Stephen Curry Avoids Season-Ending Knee Injury, but His Health Will Define 2018 NBA Postseason

The Warriors faced a daunting prognosis, yet even Steph Curry's relative clean bill of health will hang over the entire NBA playoff picture until the next champion is crowned.
Stephen Curry Avoids Season-Ending Knee Injury, but His Health Will Define 2018 NBA Postseason
Stephen Curry Avoids Season-Ending Knee Injury, but His Health Will Define 2018 NBA Postseason /

By the time Kevin Durant celebrated his first NBA title and clutched his first Finals MVP trophy last June, a knee sprain that had nearly ended his season prematurely was already an afterthought. The Warriors’ near-invincibility throughout a 16-1 jaunt through the playoffs had all but erased the vulnerability and anxiety that accompanied Zaza Pachulia’s awkward fall onto Durant’s leg in late-February.

On the most basic level, history has repeated itself. Golden State lost one of its MVPs, Stephen Curry, to a friendly-fire knee injury on Friday, a grade-2 MCL sprain that will reportedly sideline him for at least three weeks. Once again, a demoralizing, late-season injury, this time caused by JaVale McGee, will serve as an equalizing force, weakening the Warriors’ grip on the title and granting renewed hope to their fellow contenders.

But the differences between these two injuries and the surrounding circumstances are more telling than the similarities. Indeed, it’s highly unlikely that Curry’s injury will fizzle from view as Durant’s did one year ago.  Rather, Curry’s absence, rehabilitation, and eventual return will almost certainly come to define the 2018 playoffs. Will he emerge as the savior that preserves Golden State’s budding dynasty? Or, will his health again send the Warriors down the “What if…” path that swallowed up their 73–win season in 2016?

For starters, there’s the timing. Durant injured his knee in the 60th game of last season on Feb. 28. He missed 19 games, returning to the court on April 8 for Golden State’s final three regular-season games. Curry, by contrast, went down in the 68th game of the season on March 23, less than three weeks before the Warriors’ season finale on April 10. Even in a best-case scenario, Curry’s absence will likely push into the playoffs, granting him little runway for a ramp-up.

The comparison only gets bleaker from there. Durant had missed just one game prior to his knee injury last season; Curry has already missed 17 games due to multiple ankle injuries. Curry, Klay Thompson and Draymond Green all enjoyed excellent health last year; In recent weeks, Thompson, Durant and Green have all battled injury issues. It will be very difficult, if not impossible, for the Warriors to enter the playoffs with the genuine positive momentum they mustered last April.
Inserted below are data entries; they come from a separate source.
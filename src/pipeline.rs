//! Vertex transform chain: model placement, perspective projection, and the
//! viewport mapping.
//!
//! The three stages are pure, stateless mappings applied per vertex in
//! order. World-space positions and normals are retained unprojected for
//! shading; only the screen-space result feeds the rasterizer.

use crate::math::vec3::Vec3;

/// Uniform scale plus a translation down the view axis.
///
/// Places object-space geometry in front of the viewer. With the viewer at
/// the origin looking down `-z`, a positive `view_offset` keeps all geometry
/// strictly at `z < 0`, which the projection relies on.
#[derive(Clone, Copy, Debug, PartialEq)]
pub struct ModelTransform {
    scale: f32,
    view_offset: f32,
}

impl ModelTransform {
    pub fn new(scale: f32, view_offset: f32) -> Self {
        Self { scale, view_offset }
    }

    pub fn apply(&self, p: Vec3) -> Vec3 {
        Vec3::new(
            self.scale * p.x,
            self.scale * p.y,
            self.scale * p.z - self.view_offset,
        )
    }
}

/// Perspective projection defined by explicit frustum planes.
///
/// Uses the negative-`z` convention: the viewer looks down `-z`, so both
/// `near` and `far` are negative with `far < near < 0`. The mapping divides
/// by `-z` and is undefined at `z == 0`; the model transform must keep all
/// geometry strictly in front of the viewer.
#[derive(Clone, Copy, Debug)]
pub struct Frustum {
    left: f32,
    right: f32,
    bottom: f32,
    top: f32,
    near: f32,
    far: f32,
}

impl Frustum {
    /// Creates a frustum from its six plane parameters.
    ///
    /// # Panics
    /// Panics on a malformed frustum (`left >= right`, `bottom >= top`, or
    /// planes violating `far < near < 0`).
    pub fn new(left: f32, right: f32, bottom: f32, top: f32, near: f32, far: f32) -> Self {
        assert!(left < right, "frustum left must be less than right");
        assert!(bottom < top, "frustum bottom must be less than top");
        assert!(
            far < near && near < 0.0,
            "frustum planes must satisfy far < near < 0, got near={near} far={far}"
        );
        Self {
            left,
            right,
            bottom,
            top,
            near,
            far,
        }
    }

    /// Projects a view-space point to normalized device coordinates.
    pub fn project(&self, p: Vec3) -> Vec3 {
        let inv_neg_z = 1.0 / -p.z;
        let x = (2.0 * self.near / (self.right - self.left)) * p.x * inv_neg_z;
        let y = (2.0 * self.near / (self.top - self.bottom)) * p.y * inv_neg_z;
        let z = (self.far + self.near) / (self.near - self.far)
            + (2.0 * self.far * self.near / (self.near - self.far)) * inv_neg_z;
        Vec3::new(x, y, z)
    }
}

/// Maps NDC `x, y` in `[-1, 1]` to pixel coordinates.
///
/// The vertical axis flips so `y = 1` lands on row 0 (top-left origin).
/// `z` passes through unchanged and is used directly as the depth value.
#[derive(Clone, Copy, Debug)]
pub struct Viewport {
    width: u32,
    height: u32,
}

impl Viewport {
    pub fn new(width: u32, height: u32) -> Self {
        Self { width, height }
    }

    pub fn to_screen(&self, ndc: Vec3) -> Vec3 {
        Vec3::new(
            (ndc.x + 1.0) * 0.5 * self.width as f32,
            (1.0 - ndc.y) * 0.5 * self.height as f32,
            ndc.z,
        )
    }

    /// Exact inverse of [`to_screen`](Self::to_screen).
    pub fn to_ndc(&self, screen: Vec3) -> Vec3 {
        Vec3::new(
            2.0 * screen.x / self.width as f32 - 1.0,
            1.0 - 2.0 * screen.y / self.height as f32,
            screen.z,
        )
    }
}

/// Reorients a normal to face the viewer at the origin.
///
/// Flips `normal` when it points away from the viewing direction. Applied at
/// the vertex stage and again per fragment after interpolation, so shading is
/// two-sided regardless of face winding.
pub fn orient_toward_viewer(normal: Vec3, position: Vec3) -> Vec3 {
    if normal.dot((-position).normalize()) < 0.0 {
        -normal
    } else {
        normal
    }
}

#[cfg(test)]
mod tests {
    use super::*;
    use approx::assert_relative_eq;

    fn test_frustum() -> Frustum {
        Frustum::new(-0.1, 0.1, -0.1, 0.1, -0.1, -1000.0)
    }

    #[test]
    fn model_transform_scales_then_offsets() {
        let model = ModelTransform::new(2.0, 7.0);
        let p = model.apply(Vec3::new(1.0, -0.5, 0.25));
        assert_eq!(p, Vec3::new(2.0, -1.0, -6.5));
    }

    #[test]
    fn model_transform_keeps_unit_sphere_in_front() {
        let model = ModelTransform::new(2.0, 7.0);
        // The nearest point of a unit sphere at the origin.
        let nearest = model.apply(Vec3::new(0.0, 0.0, 1.0));
        assert!(nearest.z < 0.0);
    }

    #[test]
    fn projection_centers_on_axis_points() {
        let frustum = test_frustum();
        let ndc = frustum.project(Vec3::new(0.0, 0.0, -7.0));
        assert_relative_eq!(ndc.x, 0.0, epsilon = 1e-6);
        assert_relative_eq!(ndc.y, 0.0, epsilon = 1e-6);
    }

    #[test]
    fn projection_maps_near_and_far_planes_to_unit_depths() {
        let frustum = test_frustum();
        let near = frustum.project(Vec3::new(0.0, 0.0, -0.1));
        let far = frustum.project(Vec3::new(0.0, 0.0, -1000.0));
        assert_relative_eq!(near.z, 1.0, epsilon = 1e-3);
        assert_relative_eq!(far.z, -1.0, epsilon = 1e-3);
    }

    #[test]
    fn projection_depth_distinguishes_distances() {
        let frustum = test_frustum();
        let nearer = frustum.project(Vec3::new(0.0, 0.0, -5.0));
        let farther = frustum.project(Vec3::new(0.0, 0.0, -9.0));
        assert!(nearer.z != farther.z);
    }

    #[test]
    fn viewport_round_trips_ndc_coordinates() {
        let viewport = Viewport::new(512, 512);
        for &(x, y) in &[(0.0, 0.0), (-1.0, -1.0), (1.0, 1.0), (0.3, -0.7)] {
            let ndc = Vec3::new(x, y, 0.5);
            let back = viewport.to_ndc(viewport.to_screen(ndc));
            assert_relative_eq!(back.x, ndc.x, epsilon = 1e-5);
            assert_relative_eq!(back.y, ndc.y, epsilon = 1e-5);
            assert_relative_eq!(back.z, ndc.z, epsilon = 1e-5);
        }
    }

    #[test]
    fn viewport_flips_vertical_axis() {
        let viewport = Viewport::new(512, 256);
        let top = viewport.to_screen(Vec3::new(0.0, 1.0, 0.0));
        let bottom = viewport.to_screen(Vec3::new(0.0, -1.0, 0.0));
        assert_relative_eq!(top.y, 0.0, epsilon = 1e-6);
        assert_relative_eq!(bottom.y, 256.0, epsilon = 1e-6);
    }

    #[test]
    fn normals_facing_away_are_flipped() {
        let position = Vec3::new(0.0, 0.0, -7.0);
        let away = Vec3::new(0.0, 0.0, -1.0);
        let flipped = orient_toward_viewer(away, position);
        assert_eq!(flipped, Vec3::new(0.0, 0.0, 1.0));
    }

    #[test]
    fn normals_facing_viewer_are_untouched() {
        let position = Vec3::new(0.0, 0.0, -7.0);
        let toward = Vec3::new(0.0, 0.0, 1.0);
        assert_eq!(orient_toward_viewer(toward, position), toward);
    }

    #[test]
    #[should_panic(expected = "far < near < 0")]
    fn frustum_rejects_positive_near_plane() {
        Frustum::new(-0.1, 0.1, -0.1, 0.1, 0.1, -1000.0);
    }
}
Crucially, the Warriors were accustomed to playing without Durant last season because he was still the new guy and because they had won a title without him. One could argue that it was harder for the Warriors to ask Curry to scale back his offense to accommodate Durant’s arrival than it was to ask him to scale up when Durant was sidelined. Indeed, Curry averaged 26.9 PPG, 7.8 APG and 4.8 RPG and led the Warriors to a 15-4 record during Durant’s absence.

Even if the Warriors had Durant, Thompson and Green fully healthy right now, it would be unreasonable to expect them to duplicate those results in Curry’s absence. The Warriors’ offense is built around Curry and they’re used to having him on the court. Prior to this season, Curry had missed just 16 games over the past five seasons combined. When he enjoyed good health in the 2015 and 2017 playoffs, they won titles. When he appeared limited by a knee injury during the 2016 playoffs, they fell to the Cavaliers in stunning fashion.

This season, Golden State has been merely good without Curry, compiling an 13–8 record and a +2.5 point differential in games that he’s missed. For reference, that drops the Warriors into a similar class with many of the West’s second-tier teams.

2017-18 Point Differential

• Spurs: +3.3
• ​Thunder: +3.3
• ​Jazz: +3.1
• ​Blazers: +2.8
• ​Warriors without Curry: +2.5
​• ​Timberwolves: +2.4

What’s more, as in previous seasons under coach Steve Kerr, Golden State’s offense has fallen from record-shattering to average when Curry has left the court.

Warriors’ Offensive Efficiency with and without Stephen Curry

2018: With Curry: 120.4 | Without Curry: 106.2
•​ 2017: With Curry: 118.1 | Without Curry: 102.4
• 2016: With Curry: 116.7 | Without Curry: 102.9
•​ 2015: With Curry: 114.2 | Without Curry: 100.2

The Warriors’ mark with Curry would lead the league by a mile. Their mark without him would rank No. 16. That gap was on display during a Curry-less stretch in December, when the Warriors were forced to grind out a series of (relatively) ugly wins.

From a personnel standpoint, Golden State’s options at point guard are less than ideal. Quinn Cook, an undrafted two-way contract player, has been deployed as a stand-in starter. Otherwise, Kerr must turn to his frontcourt stars (Durant and Green) or his reserves (Shaun Livingston and Andre Iguodala) for offense initiation. This should raise some alarms, given that Golden State’s defensive intensity has also been lacking compared to previous seasons. The Warriors still boast a very good defense with an elite ceiling—ranking sixth—but they just haven’t been as dominant or as focused.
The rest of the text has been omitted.